FORT WAYNE, IN (January 27, 2021) – Over the past 18 months, Habitat for Humanity of Greater Fort Wayne provided home repair assistance to veterans in need as part of its Veterans Repair Assistance Program (VRAP).

 The idea for the program started in 2019, when Indiana Michigan Power employee and Air Force veteran Jarrod Wilson began collaborating with a group of other young professionals in Leadership Fort Wayne. His group learned that having resources for home repairs was one of the top concerns among veterans who called the United Way’s 211 helpline. After evaluating this issue, the group created “Veterans Connect,” and later approached Habitat to help come up with a solution. Soon the VRAP program was born.

During the fundraising process, I&M also got involved and presented a $75,000 grant to the VRAP program on behalf of the AEP Foundation. The Veterans Connect project raised an additional $10,700 to contribute to the program.

 “By helping veterans keep up their homes, the Veterans Repair Assistance Program helps provide hope, dignity, strength and vibrancy to veterans and their families,” said Toby Thomas, President and Chief Operating Officer of Indiana Michigan Power. “I&M and the AEP Foundation are very pleased to support our community and our veterans by partnering with Habitat for Humanity and Veterans Connect in this innovative program.”

Since its inception, Habitat’s VRAP program has helped seven veterans and their families with home repair projects.
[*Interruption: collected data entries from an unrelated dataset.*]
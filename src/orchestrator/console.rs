//! 命令行展示层
//!
//! 按行读取用户命令，把会话变化打印到标准输出。日志走 stderr。

use crate::error::AppError;
use crate::models::{LeaderboardEntry, QuizResult, SubmissionAck};
use crate::orchestrator::runner::{Notice, SessionCommand, SessionView};
use crate::session::{IgnoreReason, QuizSession, SubmissionStatus, SubmitTrigger};
use crate::utils::logging::format_clock;
use std::io::BufRead;
use tokio::sync::mpsc;
use tracing::debug;

pub const HELP: &str = "命令: n 下一题 | p 上一题 | g <题号> 跳转 | a <选项号> 作答 | s 提交 | y 确认 | no 取消 | ? 状态 | q 离开";

/// 解析一行用户输入；题号和选项号从 1 开始
pub fn parse_command(line: &str) -> Option<SessionCommand> {
    let mut parts = line.split_whitespace();
    let head = parts.next()?.to_ascii_lowercase();
    let arg = parts.next().and_then(|v| v.parse::<usize>().ok());

    match (head.as_str(), arg) {
        ("n" | "next", _) => Some(SessionCommand::Next),
        ("p" | "prev" | "previous", _) => Some(SessionCommand::Previous),
        ("g" | "goto", Some(n)) if n > 0 => Some(SessionCommand::Jump(n - 1)),
        ("a" | "answer", Some(n)) if n > 0 => Some(SessionCommand::Select(n - 1)),
        ("s" | "submit", _) => Some(SessionCommand::Submit),
        ("y" | "yes", _) => Some(SessionCommand::Confirm),
        ("no" | "cancel", _) => Some(SessionCommand::Decline),
        ("?" | "status", _) => Some(SessionCommand::Status),
        ("q" | "quit" | "leave", _) => Some(SessionCommand::Leave),
        // 直接输入数字视为作答
        (digits, None) => digits
            .parse::<usize>()
            .ok()
            .filter(|n| *n > 0)
            .map(|n| SessionCommand::Select(n - 1)),
        _ => None,
    }
}

/// 在独立线程中读取标准输入
///
/// 标准输入结束时丢弃发送端，事件循环会把它当作离开页面。
pub fn spawn_stdin_reader(tx: mpsc::Sender<SessionCommand>) {
    std::thread::spawn(move || {
        let stdin = std::io::stdin();
        for line in stdin.lock().lines() {
            let Ok(line) = line else { break };
            match parse_command(&line) {
                Some(command) => {
                    if tx.blocking_send(command).is_err() {
                        break;
                    }
                }
                None if line.trim().is_empty() => {}
                None => println!("{}", HELP),
            }
        }
        debug!("标准输入已结束");
    });
}

/// 选择被忽略时的提示
fn ignored_message(session: &QuizSession, reason: IgnoreReason) -> &'static str {
    match (reason, session.status()) {
        (IgnoreReason::NotAnswering, SubmissionStatus::Confirming) => "请先确认或取消提交 (y / no)",
        (IgnoreReason::NotAnswering, _) => "正在提交，答案已锁定",
        (IgnoreReason::UnknownOption, _) => "没有这个选项",
        _ => "无法作答",
    }
}

/// 终端视图
#[derive(Debug, Default)]
pub struct ConsoleView;

impl ConsoleView {
    pub fn new() -> Self {
        Self
    }

    fn print_question(&self, session: &QuizSession) {
        let view = session.current_view();
        println!();
        println!(
            "第 {}/{} 题  进度 {:.0}%  已答 {}/{}",
            view.index + 1,
            view.total,
            session.progress_fraction() * 100.0,
            session.answered_count(),
            session.question_count()
        );
        println!("{}", view.prompt);
        for (i, option) in view.options.iter().enumerate() {
            let mark = if view.selected.as_deref() == Some(option.as_str()) {
                "●"
            } else {
                "○"
            };
            println!("  {} {}. {}", mark, i + 1, option);
        }
        if view.is_last() {
            println!("(最后一题，输入 s 提交)");
        }
    }

    fn print_clock(&self, session: &QuizSession) {
        if let Some(remaining) = session.remaining_seconds() {
            let warn = if session.is_low_time() { " ⚠️" } else { "" };
            println!("⏱️ 剩余时间 {}{}", format_clock(remaining), warn);
        }
    }

    /// 加载失败时的终止展示
    pub fn quiz_unavailable(err: &AppError) {
        println!();
        println!("测验不可用");
        println!("该测验可能未激活或不存在: {}", err);
    }

    /// 结果页（以服务端成绩为准）
    pub fn results(ack: &SubmissionAck, result: Option<&QuizResult>, board: &[LeaderboardEntry]) {
        println!();
        println!("{}", "=".repeat(40));
        match (result, ack.score) {
            (Some(r), _) => {
                println!("得分: {:.1}", r.score);
                println!("正确: {}/{}", r.correct_answers, r.total_questions);
                if let Some(at) = r.submitted_at {
                    println!("提交时间: {}", at.format("%Y-%m-%d %H:%M"));
                }
            }
            (None, Some(score)) => println!("得分: {:.1}", score),
            (None, None) => println!("已提交，成绩待公布"),
        }
        if let Some(msg) = &ack.message {
            println!("{}", msg);
        }
        if !board.is_empty() {
            println!("{}", "-".repeat(40));
            println!("排行榜");
            for (i, entry) in board.iter().enumerate() {
                println!(
                    "{:>2}. {} {:.1} ({}/{})",
                    i + 1,
                    entry.student.name,
                    entry.score,
                    entry.total_correct,
                    entry.total_questions
                );
            }
        }
        println!("{}", "=".repeat(40));
    }
}

impl SessionView for ConsoleView {
    fn show(&mut self, session: &QuizSession, notice: Notice<'_>) {
        match notice {
            Notice::Question => {
                self.print_question(session);
            }
            Notice::Boundary => println!("已经到头了"),
            Notice::Answered => {
                let view = session.current_view();
                println!(
                    "✓ 已选择: {}  (已答 {}/{})",
                    view.selected.unwrap_or_default(),
                    session.answered_count(),
                    session.question_count()
                );
            }
            Notice::Ignored(reason) => println!("{}", ignored_message(session, reason)),
            Notice::Tick { remaining } => {
                // 每整分钟和最后 10 秒提示一次
                if remaining % 60 == 0 || remaining <= 10 {
                    self.print_clock(session);
                }
            }
            Notice::TimeUp => println!("⏰ 时间到！"),
            Notice::ConfirmUnanswered { unanswered } => {
                println!("还有 {} 题未作答，确定要提交吗？(y / no)", unanswered);
            }
            Notice::Submitting { trigger } => match trigger {
                SubmitTrigger::Manual => println!("提交中..."),
                SubmitTrigger::Expired => println!("自动提交中..."),
            },
            Notice::SubmitIgnored => println!("提交中，请稍候"),
            Notice::SubmissionFailed { message } => {
                println!("❌ 提交失败: {}。答案已保留，输入 s 重试。", message);
            }
            Notice::Submitted(_) => println!("✅ 提交成功！"),
            Notice::Status => {
                self.print_clock(session);
                self.print_question(session);
            }
            Notice::Left => println!("已离开测验，未提交"),
        }
    }
}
Those projects included painting, roof replacement, H-VAC repairs, and much more.

Joe Lewis, a U.S. Army veteran who served in Vietnam, is one of the individuals who has benefitted from the program thus far.

“There was some work that I needed to get done on the house, and I financially couldn’t afford it,” Lewis said. “My wife actually found out about Habitat and said, ‘Maybe we could get Habitat to help you out – you’re a veteran.’ I said, ‘Okay, let’s try it,’ and it turned out to be a good fit.”

“Joe Lewis’ story is one of those that just touches your heart,” said Andrew Gritzmaker, CEO of Habitat for Humanity of Greater Fort Wayne. “A guy that is a Fort Wayne native, a Vietnam veteran, and now able to stay and reside in his home in a dignified way.”

 So far, Habitat has used around $65,000 of the available funds to help veterans in the Fort Wayne area. The remaining $20,000 will be used to help another veteran in dire need of home repairs whose story we will share at a later date.

 I&M and Habitat for Humanity have worked together as a dynamic team for years, and both organizations look forward to continuing the relationship and profound impact that it has on the community.